To imagine figure skating might be to picture a young woman in a sequined outfit gliding through a performance equal parts graceful artistry and pixie-like movements. This is a stereotype to be sure and does a disservice to the athleticism of the women and men who skate. Figure skating privileges both artistry and athleticism, but it is in the uneasy relationship between the two that Mary Louise Adams finds a space to adeptly explore the ways in which the sport’s history reveals shifting gender norms for both men and women. The scholarship exploring the “artistic” sports into which women’s participation has historically been marshalled (I.e. gymnastics, figure skating) often focuses on the barriers women have faced to compete in more “athletic” sports. Adams chooses the obverse course, interrogating the gendered nature of figure skating and examining the ways in which this presumptively feminine sport has exemplified shifting norms of masculinity, providing evidence of “how historically contingent our notions of men’s and women’s sport categories are” (p. 137).

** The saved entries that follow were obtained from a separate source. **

use crate::core::error::{ExporterError, Result};
use serde::{Deserialize, Serialize};
use std::fmt;

/// Stable platform identifier of a workload
#[derive(Debug, Clone, PartialEq, Eq, Hash, PartialOrd, Ord, Serialize, Deserialize)]
pub struct WorkloadGuid(String);

impl WorkloadGuid {
    /// Creates a new WorkloadGuid after validation
    pub fn new<S: Into<String>>(guid: S) -> Result<Self> {
        let guid = guid.into();
        if guid.trim().is_empty() {
            return Err(ExporterError::discovery("workload GUID cannot be empty"));
        }
        Ok(WorkloadGuid(guid))
    }

    /// Returns the string representation of the GUID
    pub fn as_str(&self) -> &str {
        &self.0
    }
}

impl fmt::Display for WorkloadGuid {
    fn fmt(&self, f: &mut fmt::Formatter<'_>) -> fmt::Result {
        f.write_str(&self.0)
    }
}

/// What kind of platform object is being watched
#[derive(Debug, Clone, Copy, PartialEq, Eq, Hash, Serialize, Deserialize)]
#[serde(rename_all = "lowercase")]
pub enum WorkloadKind {
    /// A deployed application
    App,
    /// A managed service instance
    Service,
}

/// A deployed application or managed service instance, as reported by discovery.
#[derive(Debug, Clone, PartialEq, Eq, Serialize, Deserialize)]
pub struct Workload {
    pub guid: WorkloadGuid,
    pub name: String,
    pub organisation: String,
    pub space: String,
    /// Desired instance count
    pub instances: u32,
    pub kind: WorkloadKind,
}

impl Workload {
    /// Convenience constructor for an application workload.
    pub fn app(guid: WorkloadGuid, name: impl Into<String>, instances: u32) -> Self {
        Self {
            guid,
            name: name.into(),
            organisation: String::new(),
            space: String::new(),
            instances,
            kind: WorkloadKind::App,
        }
    }

    /// Sets organisation and space names.
    pub fn in_space(mut self, organisation: impl Into<String>, space: impl Into<String>) -> Self {
        self.organisation = organisation.into();
        self.space = space.into();
        self
    }

    /// Returns the instance identity for the given index.
    pub fn instance(&self, index: u32) -> WorkloadInstance {
        WorkloadInstance {
            guid: self.guid.clone(),
            index,
        }
    }
}

/// One running replica of a workload.
#[derive(Debug, Clone, PartialEq, Eq, Hash, PartialOrd, Ord, Serialize, Deserialize)]
pub struct WorkloadInstance {
    pub guid: WorkloadGuid,
    pub index: u32,
}

impl WorkloadInstance {
    pub fn new(guid: WorkloadGuid, index: u32) -> Self {
        Self { guid, index }
    }
}

impl fmt::Display for WorkloadInstance {
    fn fmt(&self, f: &mut fmt::Formatter<'_>) -> fmt::Result {
        write!(f, "{}:{}", self.guid, self.index)
    }
}
//! Named gauge events → one gauge per value.

use super::{workload_labels, Transform};
use crate::core::{ExporterError, Result};
use crate::events::{EventPayload, WorkloadEvent};
use crate::metrics::Metric;

/// Passes every value of a gauge envelope through under its own name,
/// labelled with the workload it was read for.
#[derive(Debug, Default, Clone, Copy)]
pub struct GaugeTransform;

impl Transform for GaugeTransform {
    fn transform(&self, event: &WorkloadEvent) -> Result<Vec<Metric>> {
        let EventPayload::Gauge(gauge) = &event.envelope.payload else {
            return Err(ExporterError::transform(format!(
                "expected gauge, got {}",
                event.kind()
            )));
        };

        if gauge.metrics.contains_key("") {
            return Err(ExporterError::transform(format!(
                "gauge value without a name from {}",
                event.workload.guid
            )));
        }

        let labels = workload_labels(&event.workload, gauge.instance_index);
        Ok(gauge
            .metrics
            .iter()
            .map(|(name, value)| Metric::gauge(name.clone(), *value).with_labels(&labels))
            .collect())
    }
}
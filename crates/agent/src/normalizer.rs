//! Query normalizer: translates questions into the catalog's working language.

use catalog_core::AppResult;
use catalog_llm::{LlmClient, LlmRequest};
use catalog_prompt::{vars, PromptLibrary, QUERY_TRANSLATE};
use std::sync::Arc;

/// Characters stripped from both ends of a translation.
const QUOTES: &[char] = &['"', '\'', '`', '“', '”', '‘', '’', '«', '»'];

pub struct QueryNormalizer {
    llm: Arc<dyn LlmClient>,
    prompts: Arc<PromptLibrary>,
    model: String,
    temperature: Option<f32>,
    language: String,
}

impl QueryNormalizer {
    pub fn new(
        llm: Arc<dyn LlmClient>,
        prompts: Arc<PromptLibrary>,
        model: impl Into<String>,
        language: impl Into<String>,
    ) -> Self {
        Self {
            llm,
            prompts,
            model: model.into(),
            temperature: None,
            language: language.into(),
        }
    }

    pub fn with_temperature(mut self, temperature: Option<f32>) -> Self {
        self.temperature = temperature;
        self
    }

    /// Translate `question` into the working language.
    ///
    /// Never fails: any model error or empty translation yields the original
    /// question unchanged.
    pub async fn normalize(&self, question: &str) -> String {
        match self.translate(question).await {
            Ok(translated) if !translated.is_empty() => {
                tracing::debug!(original = question, translated = %translated, "Normalized query");
                translated
            }
            Ok(_) => {
                tracing::warn!("Translation was empty, using the original question");
                question.to_string()
            }
            Err(e) => {
                tracing::warn!("Translation failed, using the original question: {}", e);
                question.to_string()
            }
        }
    }

    async fn translate(&self, question: &str) -> AppResult<String> {
        let prompt = self.prompts.render(
            QUERY_TRANSLATE,
            vars([
                ("language", self.language.clone()),
                ("query", question.to_string()),
            ]),
        )?;

        let request = LlmRequest::new(prompt.text, &self.model)
            .with_optional_temperature(self.temperature);
        let response = self.llm.complete(&request).await?;

        Ok(strip_quotes(&response.content))
    }
}

fn strip_quotes(text: &str) -> String {
    text.trim().trim_matches(QUOTES).trim().to_string()
}
//! Prompt system for Catalog QA.
//!
//! This crate provides structured prompt management with:
//! - Built-in templates for grounding, routing and translation
//! - YAML-based overrides in `.catalog/prompts/`
//! - Handlebars template rendering

pub mod builder;
pub mod builtin;
pub mod loader;
pub mod types;

// Re-export main types
pub use builder::{vars, PromptLibrary};
pub use builtin::{AGENT_ROUTER, QUERY_TRANSLATE, RAG_ANSWER};
pub use loader::{list_prompts, load_prompt};
pub use types::{BuiltPrompt, PromptDefinition};
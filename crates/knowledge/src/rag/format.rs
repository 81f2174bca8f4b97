//! List formatting for synthesized answers.

/// Items of the answer's list, if it is a list.
///
/// Recognizes `1.`/`1)` numbered lines and `-`/`*`/`•` bullet lines. Returns
/// the item texts in order, or an empty vector when no line is a list item.
pub fn numbered_items(text: &str) -> Vec<String> {
    text.lines()
        .filter_map(|line| list_item(line).map(|(_, item)| item.to_string()))
        .collect()
}

/// Rewrite bullet lists as numbered lists.
///
/// Each run of consecutive `-`/`*`/`•` lines is numbered from 1. When the
/// answer holds exactly one list line, bulleted or numbered, that line loses
/// its marker so a single match reads as a sentence.
pub fn renumber_bullets(text: &str) -> String {
    let lines: Vec<&str> = text.lines().collect();

    let mut items = lines.iter().filter_map(|l| list_item(l));
    if let (Some(_), None) = (items.next(), items.next()) {
        return lines
            .iter()
            .map(|line| list_item(line).map_or(*line, |(_, item)| item))
            .collect::<Vec<_>>()
            .join("\n");
    }

    let mut out = Vec::with_capacity(lines.len());
    let mut counter = 0;

    for line in &lines {
        match bullet(line) {
            Some(item) => {
                counter += 1;
                out.push(format!("{}. {}", counter, item));
            }
            None => {
                if !line.trim().is_empty() {
                    counter = 0;
                }
                out.push(line.to_string());
            }
        }
    }

    out.join("\n")
}

fn bullet(line: &str) -> Option<&str> {
    match list_item(line) {
        Some((ListMarker::Bullet, item)) => Some(item),
        _ => None,
    }
}

#[derive(Debug, Clone, Copy, PartialEq, Eq)]
enum ListMarker {
    Bullet,
    Number,
}

fn list_item(line: &str) -> Option<(ListMarker, &str)> {
    let trimmed = line.trim_start();

    for marker in ['-', '*', '•'] {
        if let Some(rest) = trimmed.strip_prefix(marker) {
            if rest.starts_with(char::is_whitespace) {
                let item = rest.trim();
                return (!item.is_empty()).then_some((ListMarker::Bullet, item));
            }
        }
    }

    let digits = trimmed.chars().take_while(|c| c.is_ascii_digit()).count();
    if digits == 0 {
        return None;
    }
    let rest = &trimmed[digits..];
    let rest = rest.strip_prefix('.').or_else(|| rest.strip_prefix(')'))?;
    if !rest.starts_with(char::is_whitespace) {
        return None;
    }
    let item = rest.trim();
    (!item.is_empty()).then_some((ListMarker::Number, item))
}
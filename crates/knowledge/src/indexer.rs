//! Record indexer: dataset rows in, semantic index out.

use crate::dataset::DatasetRow;
use crate::embeddings::EmbeddingProvider;
use crate::progress::ProgressReporter;
use crate::semantic_index::SemanticIndex;
use crate::types::Document;
use catalog_core::{AppError, AppResult};
use futures::stream::{self, StreamExt, TryStreamExt};
use std::ops::Range;
use std::sync::atomic::{AtomicUsize, Ordering};
use std::sync::Arc;

/// Turns dataset rows into a [`SemanticIndex`].
///
/// Rows become one document each, rendered as `column: value` lines, and are
/// embedded in batches. Any failure abandons the whole build; no partial
/// index is ever returned.
pub struct RecordIndexer {
    provider: Arc<dyn EmbeddingProvider>,
    batch_size: usize,
    concurrency: usize,
    min_score: Option<f32>,
    progress: ProgressReporter,
}

impl RecordIndexer {
    pub fn new(provider: Arc<dyn EmbeddingProvider>) -> Self {
        Self {
            provider,
            batch_size: 32,
            concurrency: 1,
            min_score: None,
            progress: ProgressReporter::noop(),
        }
    }

    /// Records per embedding request. Zero is treated as one.
    pub fn with_batch_size(mut self, batch_size: usize) -> Self {
        self.batch_size = batch_size.max(1);
        self
    }

    /// Embedding requests in flight at once. Zero is treated as one.
    pub fn with_concurrency(mut self, concurrency: usize) -> Self {
        self.concurrency = concurrency.max(1);
        self
    }

    /// Similarity floor applied by the built index.
    pub fn with_min_score(mut self, min_score: Option<f32>) -> Self {
        self.min_score = min_score;
        self
    }

    pub fn with_progress(mut self, progress: ProgressReporter) -> Self {
        self.progress = progress;
        self
    }

    /// Build an index over `rows`, one document per row in row order.
    pub async fn index(&self, rows: &[DatasetRow]) -> AppResult<SemanticIndex> {
        if rows.is_empty() {
            return Err(AppError::IndexBuild("Dataset has no rows".to_string()));
        }

        let total = rows.len();

        let documents: Vec<Document> = rows
            .iter()
            .enumerate()
            .map(|(i, row)| Document::from_row(i, row))
            .collect();
        self.progress.rendered(total);

        let texts: Vec<String> = documents.iter().map(|d| d.text().to_string()).collect();
        let vectors = self.embed_all(&texts).await.map_err(|e| match e {
            AppError::IndexBuild(_) => e,
            other => AppError::IndexBuild(other.to_string()),
        })?;

        if vectors.len() != documents.len() {
            return Err(AppError::IndexBuild(format!(
                "Embedded {} of {} records",
                vectors.len(),
                documents.len()
            )));
        }

        let expected = self.provider.dimensions();
        if vectors.iter().any(|v| v.len() != expected) {
            return Err(AppError::IndexBuild(format!(
                "Embedding provider '{}' returned vectors that are not {}-dimensional",
                self.provider.provider_name(),
                expected
            )));
        }

        let index = SemanticIndex::from_entries(documents, vectors)?.with_min_score(self.min_score);
        self.progress.indexed(total);

        tracing::info!(
            documents = total,
            model = self.provider.model_name(),
            dimensions = expected,
            "Built semantic index"
        );

        Ok(index)
    }

    async fn embed_all(&self, texts: &[String]) -> AppResult<Vec<Vec<f32>>> {
        let total = texts.len();
        let done = Arc::new(AtomicUsize::new(0));

        let batches: Vec<(Range<usize>, Vec<String>)> = texts
            .chunks(self.batch_size)
            .enumerate()
            .map(|(i, batch)| {
                let start = i * self.batch_size;
                (start..start + batch.len(), batch.to_vec())
            })
            .collect();

        let embedded: Vec<Vec<Vec<f32>>> = stream::iter(batches)
            .map(|(rows, batch)| {
                let provider = Arc::clone(&self.provider);
                let progress = self.progress.clone();
                let done = Arc::clone(&done);

                async move {
                    let vectors = provider.embed_batch(&batch).await?;
                    if vectors.len() != batch.len() {
                        return Err(AppError::IndexBuild(format!(
                            "Embedding batch for rows {}..{} returned {} vectors",
                            rows.start,
                            rows.end,
                            vectors.len()
                        )));
                    }
                    let completed = done.fetch_add(batch.len(), Ordering::SeqCst) + batch.len();
                    progress.embedded(rows, completed, total);
                    Ok::<_, AppError>(vectors)
                }
            })
            .buffered(self.concurrency)
            .try_collect()
            .await?;

        Ok(embedded.into_iter().flatten().collect())
    }
}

In the eighteenth and early-nineteenth centuries skating was an almost exclusively male pastime, one that reflected the participants’ “privileged class backgrounds and the gender norms that were particular to them” (p. 83). Skating was, Adams argues, a demonstrable exhibition of class boundaries “on display to anyone who happened to pass by the skater’s frozen pond . . . skating made class differences visible” (p. 107). But there were national distinctions. On the continent, most prominently at the Wiener Eislaufverein (Vienna Skating Club), skaters used their entire bodies, arms included, offering expressive movements on the ice. But in Britain, in contrast to the international or continental style, skaters were much more rigid and precise in their movements. Bodies were stiff, arms at the side, as skaters traced precise movements on the ice.

These two approaches were both, over time, integrated into competitive figure skating as the pastime moved from recreational display to codified sport. The precise British figures are still reflected in figure skating’s required technical elements, while the expressive movements of the continental style resonate within the sport’s more subjective grades for artistic impression. These components also reflect a long-standing debate over the nature of figure skating: is it art or sport? As this debate played out, it was skating’s social element that facilitated women’s entry – as the partners of men – into a pastime [End Page 419] that was at the time a slightly more athletic form of a stroll through an urban park in the late-nineteenth century city. Figure skating was leisurely enough to be consistent with Victorian prescriptions on exertion by women while its gentility protected the class position of all participants.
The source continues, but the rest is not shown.